Your answer should be one number: the count of lines in the data below that include "zero".
[[ RAW DATA open ]]
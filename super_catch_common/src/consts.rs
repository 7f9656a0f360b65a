//! Workspace-wide constants.

use static_assertions::const_assert;

/// Resume value reported by a checkpoint whose body completed without a
/// fault. Signal numbers are strictly positive, so zero and negative
/// values never identify a fault.
pub const NORMAL_COMPLETION: i32 = 0;

/// Default per-thread alternate signal stack size (64 KiB).
pub const DEFAULT_ALT_STACK_SIZE: usize = 64 * 1024;

/// Smallest non-zero alternate signal stack accepted by configuration.
pub const MIN_ALT_STACK_SIZE: usize = 16 * 1024;

/// Target used by every `tracing` event emitted by the workspace.
pub const LOG_TARGET: &str = "super_catch";

const_assert!(MIN_ALT_STACK_SIZE <= DEFAULT_ALT_STACK_SIZE);
const_assert!(NORMAL_COMPLETION <= 0);

#[cfg(test)]
mod tests {
    use super::*;

    #[test]
    fn no_signal_collides_with_normal_completion() {
        for fault in crate::fault::Fault::RECOGNISED {
            assert!(fault.signal() > NORMAL_COMPLETION);
        }
    }
}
[[ RAW DATA closed ]]
▸ **ANSWER BELOW**
2